Young people aged 18 to 34 years old are leading aviation’s revival compared to other age groups according to a new consumer trends report from the UK Civil Aviation Authority.

Nearly two-thirds (65 per cent) of young people said they had taken a flight in 2023 compared to less than half (47 per cent) of those aged 55 and over who said they had. This is a 10 percentage point increase from 55 per cent before the Covid-19 pandemic.

Before the pandemic, those aged 55 and over were the most frequent flyers, with 58 per cent flying yearly.

The findings come as the regulator publishes its annual Aviation Consumer Survey, which details trends in consumer behaviour and attitudes towards flying. The survey informs the UK Civil Aviation Authority’s work to put consumers’ interests at the heart of how it regulates the industry.

The survey of over 3,500 people also found a considerable increase in the number of consumers now likely to take more than one flight a year, with 70 per cent of those flying in 2023 having flown several times. This is up from 65 per cent in October 2022, and a significant increase from the November 2020 figure of 49 per cent.

The UK Civil Aviation Authority also examined factors such as the rates of consumer satisfaction and concerns about the environmental impact of flights, with the latter growing in concern in the last five years.

Only 44 per cent of consumers said they were concerned about the environmental impacts five years ago, but present-day concern grew to 76 per cent. However, only seven per cent of passengers who had not flown in the previous 12 months indicated that this was due to their environmental concerns.

Satisfaction with consumers’ most recent flying has steadily declined since the survey started in 2016 and currently sits at 79 per cent.

Satisfaction decreased most sharply among people aged over 55 and disabled people. Satisfaction among older passengers fell from 86 per cent to 78 per cent from 2019 to 2023, and among disabled passengers decreased from 82 per cent to 74 per cent in the same period.

The divide also aligns with digital confidence, with responders who consider themselves confident when using electronic devices remaining 80 per cent satisfied with their experiences in 2023, whereas the satisfaction of less digitally confident passengers fell from 71 per cent to 66 per cent compared to last year.

Last year, the UK Civil Aviation Authority published a report calling on airlines to do more to drive improvements in digital accessibility across the aviation sector, as passengers increasingly rely on websites and apps as their main point of access to the aviation market.

Anna Bowles, head of consumer at the UK Civil Aviation Authority, said: “It is encouraging to see air travel among younger demographics on the rise after the impact that Covid-19 had on aviation, and that passengers are returning to the skies more frequently.

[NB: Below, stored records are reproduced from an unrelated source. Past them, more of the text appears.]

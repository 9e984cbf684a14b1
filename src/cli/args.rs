//! Command-line argument parsing

use clap::Parser;
use std::io::{self, Write};
use std::path::PathBuf;

#[derive(Parser, Debug, Clone)]
#[command(name = "canoni")]
#[command(about = "Rebuild a local container image with host and time dependent metadata stripped")]
#[command(version)]
pub struct Args {
    /// Local image to canonicalize
    #[arg(value_name = "REPOSITORY:TAG")]
    pub reference: String,

    /// Verbose output
    #[arg(long = "verbose", short = 'v', help = "Enable verbose output")]
    pub verbose: bool,

    /// Only print errors
    #[arg(
        long = "quiet",
        short = 'q',
        conflicts_with = "verbose",
        help = "Suppress everything but errors"
    )]
    pub quiet: bool,

    /// Container engine CLI
    #[arg(
        long = "runtime",
        value_name = "PROGRAM",
        help = "Container engine command used for save/load (default: docker)"
    )]
    pub runtime: Option<String>,

    /// Parent of the temporary working directory
    #[arg(
        long = "work-dir",
        value_name = "DIR",
        help = "Directory in which intermediate archives are written"
    )]
    pub work_dir: Option<PathBuf>,

    /// Prune dangling images afterwards
    #[arg(long = "prune", help = "Run `image prune -f` after loading the result")]
    pub prune: bool,
}

impl Args {
    /// Write usage examples to `out`
    pub fn write_examples<W: Write>(out: &mut W) -> io::Result<()> {
        writeln!(out, "Examples:")?;
        writeln!(out, "  # Canonicalize a local image, producing myapp-canoni:v1")?;
        writeln!(out, "  canoni myapp:v1")?;
        writeln!(out)?;
        writeln!(out, "  # Use podman and keep intermediate archives on a larger disk")?;
        writeln!(out, "  canoni --runtime podman --work-dir /var/tmp myapp:v1")?;
        writeln!(out)?;
        writeln!(out, "  # Using environment variables")?;
        writeln!(out, "  export CANONI_RUNTIME=podman")?;
        writeln!(out, "  export CANONI_PRUNE=1")?;
        writeln!(out, "  canoni myapp:v1")
    }
}
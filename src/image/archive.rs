//! Image archive codec
//!
//! Reads and writes the tarball exchange format produced by `docker save` and
//! consumed by `docker load`. Both the legacy layout (`<id>/layer.tar`,
//! `<hex>.json`) and the OCI layout used by recent engines (`blobs/sha256/<hex>`)
//! are decoded. Encoding always writes the OCI layout together with a
//! `manifest.json`, which every mainstream engine can load.

use crate::error::DecodeError;
use crate::error::EncodeError;
use crate::image::config::ConfigFile;
use crate::image::digest::{Digest, digest_from_path};
use crate::image::model::{
    Blob, Compression, Descriptor, Image, Layer, MEDIA_TYPE_INDEX, MEDIA_TYPE_MANIFEST,
};
use crate::image::reference::Reference;
use flate2::read::GzDecoder;
use serde::{Deserialize, Serialize};
use std::collections::{BTreeMap, HashMap, HashSet};
use std::fs::File;
use std::io::{self, BufRead, BufReader, BufWriter, Read, Write};
use std::path::{Component, Path, PathBuf};
use std::sync::Arc;
use std::thread;
use tar::{Archive, Builder, EntryType, Header};
use tempfile::NamedTempFile;

pub const MANIFEST_JSON: &str = "manifest.json";
pub const INDEX_JSON: &str = "index.json";
pub const OCI_LAYOUT: &str = "oci-layout";

const OCI_LAYOUT_CONTENT: &[u8] = br#"{"imageLayoutVersion":"1.0.0"}"#;
const ANNOTATION_IMAGE_NAME: &str = "io.containerd.image.name";
const ANNOTATION_REF_NAME: &str = "org.opencontainers.image.ref.name";
const GZIP_MAGIC: [u8; 2] = [0x1f, 0x8b];
const MAX_LINK_DEPTH: usize = 8;

/// One image in the archive's `manifest.json`
#[derive(Debug, Clone, PartialEq, Serialize, Deserialize)]
#[serde(rename_all = "PascalCase")]
pub struct ArchiveEntry {
    pub config: String,
    #[serde(default)]
    pub repo_tags: Option<Vec<String>>,
    #[serde(default)]
    pub layers: Vec<String>,
}

impl ArchiveEntry {
    fn tags(&self) -> impl Iterator<Item = &str> {
        self.repo_tags.iter().flatten().map(String::as_str)
    }
}

#[derive(Debug, Serialize, Deserialize)]
#[serde(rename_all = "camelCase")]
struct ImageIndex {
    schema_version: u32,
    media_type: String,
    manifests: Vec<Descriptor>,
}

/// Regular files of an archive, with symlinks and hardlinks resolved on lookup
#[derive(Debug, Default)]
struct ArchiveFiles {
    files: HashMap<String, Arc<[u8]>>,
    links: HashMap<String, String>,
}

impl ArchiveFiles {
    fn read<R: Read>(reader: R) -> Result<Self, DecodeError> {
        let mut archive = Archive::new(reader);
        let mut contents = ArchiveFiles::default();

        let entries = archive
            .entries()
            .map_err(|e| DecodeError::Malformed(format!("failed to read tar entries: {}", e)))?;

        for entry_result in entries {
            let mut entry = entry_result
                .map_err(|e| DecodeError::Malformed(format!("failed to read tar entry: {}", e)))?;

            let path = entry
                .path()
                .map_err(|e| DecodeError::Malformed(format!("failed to read entry path: {}", e)))?
                .to_string_lossy()
                .to_string();
            let path = normalize_path(Path::new(&path));

            match entry.header().entry_type() {
                EntryType::Regular | EntryType::Continuous => {
                    let declared = entry.size();
                    let mut data = Vec::new();
                    entry.read_to_end(&mut data).map_err(|e| {
                        DecodeError::Malformed(format!("failed to read {}: {}", path, e))
                    })?;
                    if data.len() as u64 != declared {
                        return Err(DecodeError::Malformed(format!(
                            "{} is truncated: header declares {} bytes, archive holds {}",
                            path,
                            declared,
                            data.len()
                        )));
                    }
                    contents.files.insert(path, data.into());
                }
                EntryType::Symlink | EntryType::Link => {
                    let is_symlink = entry.header().entry_type() == EntryType::Symlink;
                    let target = entry
                        .link_name()
                        .map_err(|e| {
                            DecodeError::Malformed(format!("failed to read link {}: {}", path, e))
                        })?
                        .ok_or_else(|| {
                            DecodeError::Malformed(format!("link {} has no target", path))
                        })?;
                    let target = if is_symlink {
                        let parent = Path::new(&path).parent().unwrap_or(Path::new(""));
                        normalize_path(&parent.join(target))
                    } else {
                        normalize_path(&target)
                    };
                    contents.links.insert(path, target);
                }
                _ => {}
            }
        }

        if contents.files.is_empty() {
            return Err(DecodeError::Malformed(
                "archive contains no files".to_string(),
            ));
        }
        Ok(contents)
    }

    fn get(&self, path: &str) -> Option<Arc<[u8]>> {
        let mut current = normalize_path(Path::new(path));
        for _ in 0..MAX_LINK_DEPTH {
            if let Some(data) = self.files.get(&current) {
                return Some(Arc::clone(data));
            }
            current = self.links.get(&current)?.clone();
        }
        None
    }

    fn require(&self, path: &str, what: &str) -> Result<Arc<[u8]>, DecodeError> {
        self.get(path)
            .ok_or_else(|| DecodeError::Malformed(format!("{} {} is missing from archive", what, path)))
    }
}

/// Collapse `.` and `..` components and drop any leading `./` or `/`
fn normalize_path(path: &Path) -> String {
    let mut parts: Vec<String> = Vec::new();
    for component in path.components() {
        match component {
            Component::Normal(part) => parts.push(part.to_string_lossy().to_string()),
            Component::ParentDir => {
                parts.pop();
            }
            Component::CurDir | Component::RootDir | Component::Prefix(_) => {}
        }
    }
    parts.join("/")
}

/// Read an image archive from `path`.
///
/// With a reference, the image tagged with it is selected; an archive holding
/// a single untagged image also matches. Without one, the archive must hold
/// exactly one image. Every blob is checked against the digest it is declared
/// under before the image is returned.
pub fn decode(path: &Path, reference: Option<&Reference>) -> Result<Image, DecodeError> {
    let io_error = |source| DecodeError::Io {
        path: path.to_path_buf(),
        source,
    };

    let file = File::open(path).map_err(io_error)?;
    let mut reader = BufReader::new(file);
    let gzipped = reader
        .fill_buf()
        .map(|head| head.starts_with(&GZIP_MAGIC))
        .map_err(io_error)?;

    let files = if gzipped {
        ArchiveFiles::read(GzDecoder::new(reader))?
    } else {
        ArchiveFiles::read(reader)?
    };

    decode_files(&files, reference)
}

fn decode_files(files: &ArchiveFiles, reference: Option<&Reference>) -> Result<Image, DecodeError> {
    let manifest_data = files.require(MANIFEST_JSON, "image manifest")?;
    let entries: Vec<ArchiveEntry> = serde_json::from_slice(&manifest_data)
        .map_err(|e| DecodeError::Malformed(format!("failed to parse {}: {}", MANIFEST_JSON, e)))?;

    let entry = select_entry(&entries, reference)?;

    let config = Blob::new(files.require(&entry.config, "config blob")?);
    if let Some(expected) = digest_from_path(&entry.config) {
        check_digest(&entry.config, &expected, config.digest())?;
    }

    let config_file = ConfigFile::from_slice(config.data())
        .map_err(|e| DecodeError::Malformed(format!("failed to parse image config: {}", e)))?;
    let diff_ids = config_file.diff_ids();
    if diff_ids.len() != entry.layers.len() {
        return Err(DecodeError::Malformed(format!(
            "config lists {} diff_ids but manifest lists {} layers",
            diff_ids.len(),
            entry.layers.len()
        )));
    }

    let sources = entry
        .layers
        .iter()
        .map(|path| Ok::<_, DecodeError>((path.as_str(), files.require(path, "layer blob")?)))
        .collect::<Result<Vec<_>, DecodeError>>()?;

    let layers = verify_layers(sources, diff_ids)?;
    Ok(Image::new(config, layers))
}

fn select_entry<'a>(
    entries: &'a [ArchiveEntry],
    reference: Option<&Reference>,
) -> Result<&'a ArchiveEntry, DecodeError> {
    let Some(reference) = reference else {
        return match entries {
            [only] => Ok(only),
            [] => Err(DecodeError::Malformed(format!("{} lists no images", MANIFEST_JSON))),
            _ => Err(DecodeError::NotFound(format!(
                "an unspecified reference among {} images",
                entries.len()
            ))),
        };
    };

    let wanted = [reference.to_string(), reference.qualified()];
    if let Some(entry) = entries
        .iter()
        .find(|entry| entry.tags().any(|tag| wanted.iter().any(|w| w == tag)))
    {
        return Ok(entry);
    }

    match entries {
        [only] if only.tags().next().is_none() => Ok(only),
        _ => Err(DecodeError::NotFound(reference.to_string())),
    }
}

/// Verify layers in parallel; the result keeps manifest order
fn verify_layers(
    sources: Vec<(&str, Arc<[u8]>)>,
    diff_ids: &[String],
) -> Result<Vec<Layer>, DecodeError> {
    let workers = thread::available_parallelism()
        .map(|n| n.get())
        .unwrap_or(1);

    let jobs: Vec<_> = sources.into_iter().zip(diff_ids).collect();
    let mut layers = Vec::with_capacity(jobs.len());

    for batch in jobs.chunks(workers) {
        let verified = thread::scope(|scope| {
            let handles: Vec<_> = batch
                .iter()
                .map(|((path, data), diff_id)| {
                    scope.spawn(move || verify_layer(path, Arc::clone(data), diff_id))
                })
                .collect();
            handles
                .into_iter()
                .map(|handle| {
                    handle.join().unwrap_or_else(|_| {
                        Err(DecodeError::Malformed(
                            "layer verification thread panicked".to_string(),
                        ))
                    })
                })
                .collect::<Result<Vec<_>, _>>()
        })?;
        layers.extend(verified);
    }

    Ok(layers)
}

fn verify_layer(path: &str, data: Arc<[u8]>, diff_id: &str) -> Result<Layer, DecodeError> {
    let layer = Layer::new(data);

    if let Some(expected) = digest_from_path(path) {
        check_digest(path, &expected, layer.digest())?;
    }

    let expected = Digest::parse(diff_id)
        .ok_or_else(|| DecodeError::Malformed(format!("invalid diff_id {:?}", diff_id)))?;
    let actual = match layer.compression() {
        Compression::None => layer.digest().clone(),
        Compression::Gzip => Digest::of_reader(GzDecoder::new(layer.blob().data()))
            .map_err(|e| DecodeError::Malformed(format!("layer {} is not valid gzip: {}", path, e)))?,
    };
    check_digest(path, &expected, &actual)?;

    Ok(layer)
}

fn check_digest(path: &str, expected: &Digest, actual: &Digest) -> Result<(), DecodeError> {
    if expected == actual {
        Ok(())
    } else {
        Err(DecodeError::DigestMismatch {
            path: path.to_string(),
            expected: expected.to_string(),
            actual: actual.to_string(),
        })
    }
}

/// Write `image` to `path` as an archive tagged with `reference`.
///
/// The archive is assembled in a temporary file next to `path` and renamed
/// into place, so `path` never holds a partial archive. Headers carry fixed
/// ownership, modes and timestamps: the same image always encodes to the same
/// bytes.
pub fn encode(image: &Image, reference: &Reference, path: &Path) -> Result<(), EncodeError> {
    let metadata = ArchiveMetadata::new(image, reference)?;

    let dir = match path.parent() {
        Some(parent) if !parent.as_os_str().is_empty() => parent.to_path_buf(),
        _ => PathBuf::from("."),
    };

    let temp = NamedTempFile::new_in(&dir).map_err(|e| EncodeError::io(&dir, e))?;
    write_archive(image, &metadata, temp.as_file()).map_err(|e| EncodeError::io(temp.path(), e))?;
    temp.as_file()
        .sync_all()
        .map_err(|e| EncodeError::io(temp.path(), e))?;
    temp.persist(path)
        .map_err(|e| EncodeError::io(path, e.error))?;

    Ok(())
}

/// Serialized metadata files written alongside the blobs
struct ArchiveMetadata {
    manifest: Blob,
    index: Vec<u8>,
    entries: Vec<u8>,
}

impl ArchiveMetadata {
    fn new(image: &Image, reference: &Reference) -> Result<Self, EncodeError> {
        let manifest = image
            .manifest()
            .to_blob()
            .map_err(serialize_error("image manifest"))?;

        let mut manifest_descriptor = Descriptor::new(MEDIA_TYPE_MANIFEST, &manifest);
        manifest_descriptor.annotations = BTreeMap::from([
            (ANNOTATION_IMAGE_NAME.to_string(), reference.qualified()),
            (ANNOTATION_REF_NAME.to_string(), reference.tag().to_string()),
        ]);
        let index = ImageIndex {
            schema_version: 2,
            media_type: MEDIA_TYPE_INDEX.to_string(),
            manifests: vec![manifest_descriptor],
        };

        let entries = vec![ArchiveEntry {
            config: image.config_blob().digest().blob_path(),
            repo_tags: Some(vec![reference.to_string()]),
            layers: image
                .layers()
                .iter()
                .map(|layer| layer.digest().blob_path())
                .collect(),
        }];

        Ok(Self {
            manifest,
            index: serde_json::to_vec(&index).map_err(serialize_error(INDEX_JSON))?,
            entries: serde_json::to_vec(&entries).map_err(serialize_error(MANIFEST_JSON))?,
        })
    }
}

fn serialize_error(what: &'static str) -> impl FnOnce(serde_json::Error) -> EncodeError {
    move |source| EncodeError::Serialize { what, source }
}

fn write_archive<W: Write>(image: &Image, metadata: &ArchiveMetadata, out: W) -> io::Result<()> {
    let mut builder = Builder::new(BufWriter::new(out));
    append_dir(&mut builder, "blobs/")?;
    append_dir(&mut builder, "blobs/sha256/")?;

    let mut written = HashSet::new();
    let blobs = std::iter::once(image.config_blob())
        .chain(image.layers().iter().map(Layer::blob))
        .chain(std::iter::once(&metadata.manifest));
    for blob in blobs {
        if written.insert(blob.digest().clone()) {
            append_file(&mut builder, &blob.digest().blob_path(), blob.data())?;
        }
    }

    append_file(&mut builder, INDEX_JSON, &metadata.index)?;
    append_file(&mut builder, MANIFEST_JSON, &metadata.entries)?;
    append_file(&mut builder, OCI_LAYOUT, OCI_LAYOUT_CONTENT)?;

    builder.into_inner()?.into_inner().map_err(|e| e.into_error())?;
    Ok(())
}

fn deterministic_header(entry_type: EntryType, size: u64, mode: u32) -> Header {
    let mut header = Header::new_ustar();
    header.set_entry_type(entry_type);
    header.set_size(size);
    header.set_mode(mode);
    header.set_uid(0);
    header.set_gid(0);
    header.set_mtime(0);
    header
}

fn append_dir<W: Write>(builder: &mut Builder<W>, name: &str) -> io::Result<()> {
    let mut header = deterministic_header(EntryType::Directory, 0, 0o755);
    builder.append_data(&mut header, name, io::empty())
}

fn append_file<W: Write>(builder: &mut Builder<W>, name: &str, data: &[u8]) -> io::Result<()> {
    let mut header = deterministic_header(EntryType::Regular, data.len() as u64, 0o644);
    builder.append_data(&mut header, name, data)
}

“However, the continued decline in satisfaction with the overall travel experience shows that the industry needs to do more to ensure that they understand the expectations of their passengers and that they are meeting these.

“The survey also shows that passengers with disabilities and older passengers have been more reluctant to return to travelling by air since the Covid-19 pandemic. It is vital that, particularly in the ever-evolving digital evolution of the travel industry, those with disabilities and older passengers are not left behind by the sector.

“The findings of the Aviation Consumer Survey are a timely reminder to industry that accessibility must remain a priority across the board, and that we will continue to hold airlines and airports to account to protect consumers.”